Uma vez protocolado o recurso do Município, após a notificação sobre a decisão de hoje, quem analisará a medida, segundo o TJ, será o pleno da 13ª Câmara -- composto por cinco desembargadores. As sessões do colegiado costumam ser às quartas-feiras.

Pedido da prefeitura era "esdrúxulo", segundo MP

Na semana passada, em entrevista coletiva na qual classificaram a tentativa de remoção compulsória das ruas de "caçada humana sem precedentes", os promotores que pediram à Justiça que negasse o pedido da prefeitura questionaram a participação do município nesse processo.

Isso porque a ação em que a administração municipal pediu a tutela, de 2012, fora apresentada pela promotoria contra o Estado por conta de repressão policial contra usuários da região. À época, a repressão causou uma espécie de descentralização da cracolândia do centro, na região da Luz, para concentrações menores e mais dispersas de usuários em outras localidades de São Paulo.

“Esse pedido da prefeitura foi feito em uma ação nossa, de 2012, que tinha por objetivo, liminarmente, impedir que a PM tratasse os usuários de forma ilegal; além disso, se pedia que o Estado reparasse os danos causados na ocasião”, afirmou o promotor Arthur Pinto, de Saúde Pública, na ocasião.

“A prefeitura saltou agora no meio dessa ação e fez um pedido contrário ao objeto da ação, com um pedido contra o autor”, disse. “Foi o pedido mais esdrúxulo que vi em toda a minha carreira; é uma caçada humana que não tem paralelo na história do Brasil e do mundo”, criticou o promotor.

Na decisão expedida terça, o desembargador reconheceu o pleito da Promotoria sobre o assunto.

"Vai-se a esse objeto e lá está o pedido, colhido na petição inicial da ação: a condenação do requerido na obrigação de não fazer consistente em determinar ao Comando da Polícia Militar de abster-se de empregar ações que ensejem situação vexatória, degradante ou desrespeitosa em face do usuário de substância entorpecente, especialmente, cessando qualquer ação tendente a impedi-los de permanecer em logradouros públicos ou constrange-los a se movimentarem, isoladamente ou em grupo, salvo se houve situação de flagrante delito, sob pena de multa.

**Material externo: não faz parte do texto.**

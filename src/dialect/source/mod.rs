//! This module abstracts out the text that the dialect tools read.  A
//! [`Source`] is either a dialect header, a translation unit handed over by the
//! host tool, or a fragment produced while expanding a macro body.  Every
//! character is paired with its byte offset within its [`Source`] so that
//! tokens can always be mapped back to the exact text they came from.

use std::fmt::{Display, Write};
use std::path::Path;

mod span;

pub use span::Span;

/// Represents a single char from a unit of source text along with the byte
/// offset of that character within the text.
#[derive(Clone, Copy, Debug, PartialEq)]
pub struct SourceChar {
    offset: usize,
    c: char,
}

impl SourceChar {
    pub fn new(offset: usize, c: char) -> SourceChar {
        SourceChar { c, offset }
    }

    pub fn char(&self) -> char {
        self.c
    }

    pub fn offset(&self) -> usize {
        self.offset
    }

    /// The offset of the first byte after this character.
    pub fn end(&self) -> usize {
        self.offset + self.c.len_utf8()
    }

    pub fn is_alphabetic(&self) -> bool {
        self.c.is_alphabetic()
    }

    pub fn is_alphanumeric(&self) -> bool {
        self.c.is_alphanumeric()
    }

    pub fn is_ascii_digit(&self) -> bool {
        self.c.is_ascii_digit()
    }

    /// Whitespace which does not end a line.
    pub fn is_blank(&self) -> bool {
        self.c != '\n' && self.c.is_whitespace()
    }
}

impl PartialEq<char> for SourceChar {
    fn eq(&self, other: &char) -> bool {
        self.c == *other
    }
}

impl Display for SourceChar {
    fn fmt(&self, f: &mut std::fmt::Formatter<'_>) -> std::fmt::Result {
        f.write_char(self.char())
    }
}

/// A named unit of source text.
#[derive(Debug, Clone, PartialEq)]
pub struct Source {
    /// Name used when reporting errors (usually the file path)
    name: String,

    text: String,
}

impl Source {
    pub fn new(name: &str, text: &str) -> Source {
        Source {
            name: name.into(),
            text: text.into(),
        }
    }

    /// Reads the file at `path` into a new [`Source`] named after the path.
    pub fn from_file(path: &Path) -> Result<Source, std::io::Error> {
        let text = std::fs::read_to_string(path)?;
        Ok(Source {
            name: format!("{}", path.display()),
            text,
        })
    }

    pub fn name(&self) -> &str {
        &self.name
    }

    pub fn text(&self) -> &str {
        &self.text
    }

    pub fn len(&self) -> usize {
        self.text.len()
    }

    pub fn is_empty(&self) -> bool {
        self.text.is_empty()
    }

    /// Returns the text covered by `span`.  Returns [`None`] if the span does
    /// not fall within this source or does not sit on character boundaries.
    pub fn slice(&self, span: Span) -> Option<&str> {
        self.text.get(span.low()..span.high())
    }

    /// Splits the text into [`SourceChar`]s.
    pub fn chars(&self) -> Vec<SourceChar> {
        self.text
            .char_indices()
            .map(|(offset, c)| SourceChar::new(offset, c))
            .collect()
    }

    /// Returns the 1-based line number that contains `offset`.
    pub fn line_of(&self, offset: usize) -> u32 {
        let end = offset.min(self.text.len());
        self.text.as_bytes()[..end]
            .iter()
            .filter(|b| **b == b'\n')
            .count() as u32
            + 1
    }
}
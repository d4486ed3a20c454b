//! Serialized profiles.  A table file holds one profile in YAML or JSON and
//! loads through a [`ProfileBuilder`], so a table is checked for conflicting
//! definitions exactly as a dialect header is.

use std::path::Path;

use serde::{Deserialize, Serialize};

use super::{
    CompilerFamily, DialectProfile, Origin, ProfileBuilder, Replacement, RuleKind,
    SymbolRewriteRule,
};

mod error;
mod tests;

pub use error::TableError;

#[derive(Debug, Clone, Copy, PartialEq)]
pub enum TableFormat {
    Yaml,
    Json,
}

impl TableFormat {
    /// Picks the format from the extension of `path`
    pub fn from_path(path: &Path) -> Option<TableFormat> {
        match path.extension()?.to_str()?.to_ascii_lowercase().as_str() {
            "yaml" | "yml" => Some(TableFormat::Yaml),
            "json" => Some(TableFormat::Json),
            _ => None,
        }
    }
}

impl std::str::FromStr for TableFormat {
    type Err = String;

    fn from_str(s: &str) -> Result<Self, Self::Err> {
        match s {
            "yaml" => Ok(TableFormat::Yaml),
            "json" => Ok(TableFormat::Json),
            _ => Err(format!("Unknown table format: {}", s)),
        }
    }
}

/// One rule as it is written in a table file.  Which of the optional fields
/// must be present depends on `kind`.
#[derive(Serialize, Deserialize, Debug, Clone, PartialEq)]
struct RuleEntry {
    symbol: String,
    kind: RuleKind,

    /// Macro parameter names
    #[serde(default, skip_serializing_if = "Option::is_none")]
    params: Option<Vec<String>>,

    #[serde(default, skip_serializing_if = "Option::is_none")]
    body: Option<String>,

    /// Return type of a prototype
    #[serde(default, skip_serializing_if = "Option::is_none")]
    returns: Option<String>,

    /// Parameter list of a prototype
    #[serde(default, skip_serializing_if = "Option::is_none")]
    signature: Option<String>,

    /// Target type of an alias
    #[serde(default, skip_serializing_if = "Option::is_none")]
    target: Option<String>,
}

impl RuleEntry {
    fn from_rule(rule: &SymbolRewriteRule) -> RuleEntry {
        let mut entry = RuleEntry {
            symbol: rule.symbol_name().into(),
            kind: rule.kind(),
            params: None,
            body: None,
            returns: None,
            signature: None,
            target: None,
        };

        match rule.replacement() {
            Replacement::Nothing => (),
            Replacement::Arguments(params) => entry.params = Some(params.clone()),
            Replacement::Expression { params, body } => {
                entry.params = params.clone();
                entry.body = Some(body.clone());
            }
            Replacement::Prototype { returns, params } => {
                entry.returns = Some(returns.clone());
                entry.signature = Some(params.clone());
            }
            Replacement::Type(target) => entry.target = Some(target.clone()),
        }

        entry
    }

    fn into_rule(self) -> Result<SymbolRewriteRule, TableError> {
        let symbol = self.symbol;
        let missing = |field| TableError::MissingField {
            symbol: symbol.clone(),
            field,
        };

        let replacement = match self.kind {
            RuleKind::KeywordElision => Replacement::Nothing,
            RuleKind::ParameterizedElision => {
                Replacement::Arguments(self.params.unwrap_or_default())
            }
            RuleKind::ValueMacro => Replacement::Expression {
                params: self.params,
                body: self.body.ok_or_else(|| missing("body"))?,
            },
            RuleKind::PrototypeStub => Replacement::Prototype {
                returns: self.returns.ok_or_else(|| missing("returns"))?,
                params: self.signature.ok_or_else(|| missing("signature"))?,
            },
            RuleKind::TypeAlias => Replacement::Type(self.target.ok_or_else(|| missing("target"))?),
        };

        Ok(SymbolRewriteRule::new(&symbol, replacement))
    }
}

/// The serialized form of a [`DialectProfile`]
#[derive(Serialize, Deserialize, Debug, Clone, PartialEq)]
pub struct Table {
    id: String,
    family: CompilerFamily,
    target: String,

    #[serde(default, skip_serializing_if = "String::is_empty")]
    description: String,

    #[serde(default, skip_serializing_if = "Vec::is_empty")]
    undefines: Vec<String>,

    #[serde(default)]
    rules: Vec<RuleEntry>,
}

impl Table {
    pub fn extract(profile: &DialectProfile) -> Table {
        Table {
            id: profile.id().into(),
            family: profile.family(),
            target: profile.target().into(),
            description: profile.description().into(),
            undefines: profile.undefines().to_vec(),
            rules: profile.rules().iter().map(RuleEntry::from_rule).collect(),
        }
    }

    pub fn id(&self) -> &str {
        &self.id
    }

    /// Builds the profile this table describes.  `source` names the table
    /// in error messages.
    pub fn into_profile(self, source: &str) -> Result<DialectProfile, TableError> {
        let mut builder = ProfileBuilder::new(&self.id, self.family, &self.target);
        builder.description(&self.description);
        for name in &self.undefines {
            builder.undefine(name);
        }

        for (i, entry) in self.rules.into_iter().enumerate() {
            let origin = Origin::new(&format!("{} rule {}", source, i + 1), 0);
            builder.add(entry.into_rule()?, origin)?;
        }

        Ok(builder.build())
    }

    /// Loads a table from `reader`.
    pub fn read<R: std::io::Read>(reader: R, format: TableFormat) -> Result<Table, TableError> {
        let table: Table = match format {
            TableFormat::Yaml => serde_yaml::from_reader(reader)?,
            TableFormat::Json => serde_json::from_reader(reader)?,
        };
        Ok(table)
    }

    /// Writes the table to `writer`
    pub fn write<W: std::io::Write>(&self, writer: W, format: TableFormat) -> Result<(), TableError> {
        match format {
            TableFormat::Yaml => serde_yaml::to_writer(writer, self)?,
            TableFormat::Json => serde_json::to_writer_pretty(writer, self)?,
        }
        Ok(())
    }

    /// Loads the table file at `path`, in the format its extension names.
    pub fn load(path: &Path) -> Result<Table, TableError> {
        let name = format!("{}", path.display());
        let format = TableFormat::from_path(path).ok_or_else(|| TableError::UnknownFormat(name.clone()))?;
        let file = std::fs::File::open(path).map_err(|e| TableError::Io(name, e))?;
        Table::read(std::io::BufReader::new(file), format)
    }
}
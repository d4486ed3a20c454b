extern crate log;
extern crate simplelog;

use std::path::Path;

use clap::ArgMatches;
use log::info;

use dialect_shim::cli::*;
use dialect_shim::diagnostics::TracingConfig;
use dialect_shim::dialect::*;
use dialect_shim::io::{get_files, read_source, write_output, HEADER_FILE_EXT};

fn main() {
    let config = configure_cli().get_matches();

    if let Some(level) = get_log_level(&config) {
        if let Err(e) = configure_logging(level) {
            eprintln!("Failed to configure logger: {}", e);
        }
    }

    if let Err(e) = run(&config) {
        let code = exit_code(&e);
        print_errs(&[e]);
        std::process::exit(code);
    }
}

fn run(config: &ArgMatches) -> Result<(), DialectError> {
    let mut registry = Registry::builtin()?;

    for path in get_tables(config) {
        let profile = Table::load(Path::new(path))?.into_profile(path)?;
        info!("Read {} from {}", profile, path);
        registry.register(profile)?;
    }

    let headers = get_headers(config);
    if !headers.is_empty() {
        let id = config.value_of("profile").unwrap_or_default();
        let target = config.value_of("target").unwrap_or("unknown");
        let mut builder = ProfileBuilder::new(id, get_family(config), target);
        load_headers(&mut builder, &headers, config)?;
        let profile = builder.build();

        if config.is_present("check") {
            println!("{}: {} rules, no conflicts", profile, profile.len());
            return Ok(());
        }
        registry.register(profile)?;
    }

    if config.is_present("list") {
        for profile in registry.profiles() {
            println!("{:<10} {}", profile.id(), profile.description());
        }
        return Ok(());
    }

    let id = config.value_of("profile").unwrap_or_default();
    let output = config.value_of("output");

    if config.is_present("prologue") {
        write_output(output, &registry.prologue(id)?)?;
    } else if let Some(input) = config.value_of("input") {
        let source = read_source(Path::new(input))?;
        let rewriter = registry.rewriter(id, get_trace_config(config, "trace-lexer"))?;
        let text = rewriter
            .rewrite(&source)
            .map_err(|error| DialectError::Rewrite {
                source: source.name().into(),
                error,
            })?;
        write_output(output, &text)?;
    } else if let Some(format) = get_export(config) {
        let mut buf = vec![];
        Table::extract(registry.lookup(id)?).write(&mut buf, format)?;
        write_output(output, &String::from_utf8_lossy(&buf))?;
    } else {
        // Without an action, report the profile's rules
        let profile = registry.lookup(id)?;
        println!("{}: {}", profile, profile.description());
        for rule in profile.rules() {
            println!("    {}", rule);
        }
    }

    Ok(())
}

/// Reads every header named on the command line into `builder`.
fn load_headers(
    builder: &mut ProfileBuilder,
    headers: &[&str],
    config: &ArgMatches,
) -> Result<(), DialectError> {
    let tracing = match get_trace_config(config, "trace-header") {
        TracingConfig::Off => get_trace_config(config, "trace-lexer"),
        tracing => tracing,
    };

    for header in headers {
        let path = Path::new(header);
        let files = get_files(path, HEADER_FILE_EXT)
            .map_err(|e| DialectError::Io(header.to_string(), e))?;
        for file in files {
            let source = read_source(&file)?;
            load_header(builder, &source, tracing)?;
        }
    }

    Ok(())
}
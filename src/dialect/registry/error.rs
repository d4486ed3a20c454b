/// Errors raised when looking up or registering profiles
#[derive(Clone, Debug, PartialEq)]
pub enum RegistryError {
    /// No profile has exactly this id
    UnknownProfile(String),
    DuplicateProfile(String),
}

impl std::fmt::Display for RegistryError {
    fn fmt(&self, f: &mut std::fmt::Formatter<'_>) -> std::fmt::Result {
        match self {
            RegistryError::UnknownProfile(id) => write!(f, "Unknown dialect profile: {}", id),
            RegistryError::DuplicateProfile(id) => {
                write!(f, "A profile with id {} is already registered", id)
            }
        }
    }
}

impl std::error::Error for RegistryError {}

Ainda, a condenação do requerido a indenizar as pessoas submetidas à operação policial realizadas nas ruas do bairros da Luz, Campos Elíseos e Santa Efigênia, a partir de 3 de janeiro de 2012, e a população total da cidade de São Paulo, por danos morais individuais homogêneos e coletivos, no valor mínimo de R$ 40 milhões", elencou Borelli.

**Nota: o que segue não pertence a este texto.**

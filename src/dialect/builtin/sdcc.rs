//! Small Device C Compiler targeting the 8051

use super::BuiltinTable;
use crate::dialect::CompilerFamily;

pub static TABLE: BuiltinTable = BuiltinTable {
    id: "sdcc",
    family: CompilerFamily::Sdcc,
    target: "mcs51",
    description: "SDCC (8051)",
    undefines: &[],
    values: &[],
    keywords: &[
        "__reentrant",
        "__trap",
        "__critical",
        "__naked",
        // PIC ports
        "__wparam",
        "__shadowregs",
        // Storage classes
        "__data",
        "__idata",
        "__pdata",
        "__xdata",
        "__code",
        "__far",
        "__near",
    ],
    elided_calls: &[
        ("__interrupt", &["x"]),
        ("__using", &["x"]),
        ("__at", &["x"]),
        ("__asm__", &["x"]),
    ],
    function_macros: &[],
    type_aliases: &[
        ("__bit", "_Bool"),
        ("__sbit", "volatile _Bool"),
        ("__sfr", "volatile unsigned char"),
        ("__sfr16", "volatile unsigned short"),
        ("__sfr32", "volatile unsigned long"),
    ],
    prototypes: &[],
};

Ele destacou ainda que, na ocasião, requereu-se que a Polícia Militar "se abstenha imediatamente de empregar ações que ensejem situação vexatória, degradante ou desrespeitosa em face do usuário de substância entorpecente, especialmente, cessando qualquer ação de impedi-lo de permanecer em logradouros públicos ou constrangê-los a se movimentarem, isoladamente ou em grupo, salvo se houve situação de flagrante delito, sob pena de multa diária de R$ 10 mil."

O pedido da municipalidade, agora, observa o magistrado, " traz pretensão outra no que chamou de incidente: concessão da tutela de urgência para a busca e apreensão das pessoas em situação de drogadição com a finalidade de avaliação pelas equipes multidisciplinares (social, médica, assistencial) e, preenchidos os requisitos legais (DOC. 09), internação compulsória". "Não há, pois, mínima identidade entre as pretensões, mesmo porque, como se percebe, a alvitrada na ação é excludente do pretendido no incidente, sem que haja autorização processual para o processamento do nominado incidente", definiu.

"O município pode recorrer, mas com chances remotíssimas de reversão. Acho que, nessa batalha, a dignidade humana e o Estado de direto prevaleceram. Agora, com serenidade, devemos retomar a discussão do programa [de tratamento dos usuários de crack] -- pois o verdadeiro cerne é a exclusão social, o crack e seus barões", avaliou o promotor Eduardo Dias Ferreira, signatário do pedido do MP.